Abstract

In the article, we remember the role of antithrombin (AT) in hemostasis, escalation of AT-potential with heparin and difficulties with monitoring the effectiveness of LMWH therapy (low molecular weight heparin) in patients with AT deficiency. We pay most of our attention to hereditary AT deficiency and its thromboembolic risk in pregnancy. In the introduction, the principle of AT function, its two main domains and the regulation of synthesis are cleared. We describe the causal mutations of hereditary AT deficiency in SERPINC1 gen and the relation to a thromboembolic risk. The general recommendations for patients with hereditary AT deficiency and pregnant women are mentioned.
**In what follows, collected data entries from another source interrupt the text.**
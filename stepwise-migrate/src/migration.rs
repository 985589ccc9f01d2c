//! The migration authoring interface.

use stepwise_ddl::StatementBuilder;

use crate::error::MigrateResult;

/// A named, reversible schema change.
///
/// `up` and `down` only describe statements against the builder; they never
/// touch the database themselves. The runner brackets each call with
/// `begin`/`commit` and hands the committed batch to the executor.
///
/// ```rust
/// use stepwise_ddl::{ColumnDefinition, StatementBuilder};
/// use stepwise_migrate::{MigrateResult, Migration};
///
/// struct AddAge;
///
/// impl Migration for AddAge {
///     fn name(&self) -> &str {
///         "20240102_add_age"
///     }
///
///     fn up(&self, builder: &mut StatementBuilder) -> MigrateResult<()> {
///         builder
///             .alter_table("users")
///             .add_column(ColumnDefinition::builder("age", "INTEGER").nullable(true).build());
///         Ok(())
///     }
///
///     fn down(&self, builder: &mut StatementBuilder) -> MigrateResult<()> {
///         builder.alter_table("users").drop_column("age");
///         Ok(())
///     }
/// }
/// ```
pub trait Migration: Send + Sync {
    /// Stable, unique name. This is what the version indicator records.
    fn name(&self) -> &str;

    /// Forward transformation.
    fn up(&self, builder: &mut StatementBuilder) -> MigrateResult<()>;

    /// Backward transformation, also used to compensate a failed `up`.
    fn down(&self, builder: &mut StatementBuilder) -> MigrateResult<()>;
}

type Step = Box<dyn Fn(&mut StatementBuilder) -> MigrateResult<()> + Send + Sync>;

/// A [`Migration`] assembled from two closures.
pub struct FnMigration {
    name: String,
    up: Step,
    down: Step,
}

impl FnMigration {
    /// Create a new closure-backed migration.
    pub fn new<U, D>(name: impl Into<String>, up: U, down: D) -> Self
    where
        U: Fn(&mut StatementBuilder) -> MigrateResult<()> + Send + Sync + 'static,
        D: Fn(&mut StatementBuilder) -> MigrateResult<()> + Send + Sync + 'static,
    {
        Self {
            name: name.into(),
            up: Box::new(up),
            down: Box::new(down),
        }
    }
}

impl std::fmt::Debug for FnMigration {
    fn fmt(&self, f: &mut std::fmt::Formatter<'_>) -> std::fmt::Result {
        f.debug_struct("FnMigration")
            .field("name", &self.name)
            .finish_non_exhaustive()
    }
}

impl Migration for FnMigration {
    fn name(&self) -> &str {
        &self.name
    }

    fn up(&self, builder: &mut StatementBuilder) -> MigrateResult<()> {
        (self.up)(builder)
    }

    fn down(&self, builder: &mut StatementBuilder) -> MigrateResult<()> {
        (self.down)(builder)
    }
}

#[cfg(test)]
mod tests {
    use super::*;
    use crate::error::MigrationError;

    #[test]
    fn test_fn_migration_dispatch() {
        let migration = FnMigration::new(
            "drop_sessions",
            |b| {
                b.drop_table("sessions");
                Ok(())
            },
            |_| Err(MigrationError::authoring("sessions cannot be restored")),
        );

        assert_eq!(migration.name(), "drop_sessions");

        let mut builder = StatementBuilder::postgres();
        builder.begin();
        migration.up(&mut builder).unwrap();
        assert!(builder.pending().contains(r#"DROP TABLE IF EXISTS "sessions";"#));

        builder.rollback();
        builder.begin();
        assert!(migration.down(&mut builder).is_err());
    }
}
As the risk of thromboembolic disease is escalated in pregnancy, the LMWH should always be considered. There has been frequently observed that patients with AT deficiency do not elevate anti-Xa-levels when standard prophylactic LMWH doses are used. This fact well illustrates that heparin without AT may not inhibit the active coagulant factors efficiently enough. Therefore, if a high thromboembolic risk in the patient’s anamnesis is present, the LMWH dosing should be escalated. In individual cases, concomitant administration of an antithrombin concentrate to the heparin treatment is recommended at the time of delivery or in the case of deep venous thrombosis. In this article, three cases of unusual pregnancy in patients with different types of AT deficiency are reported. The case reports are summarized from the Department of Hematology at Hospital Kolín, the Centre of Hemostasis and Thrombosis at Institute of Hematology and Blood Transfusion in Prague and from cooperating obstetrical departments in the Czech Republic. We demonstrated the threat of hereditary AT deficiency in three case reports. In one case, the estimated risk of thromboembolism – type I of AT-deficiency (quantitative) – was in a good correlation with real peripartal complications. In the next two cases with different types of AT deficiency, we showed surprising courses of complicated pregnancies. As it has been shown, it is not safe to estimate the risk of thromboembolism on the base of causal mutation for AT deficiency. For present clinical practice, we should still remember AT deficiency as a potentially very dangerous thromboembolic disorder for mother and fetus; thus, excellent cooperation of an obstetrician and a hematologist is necessary.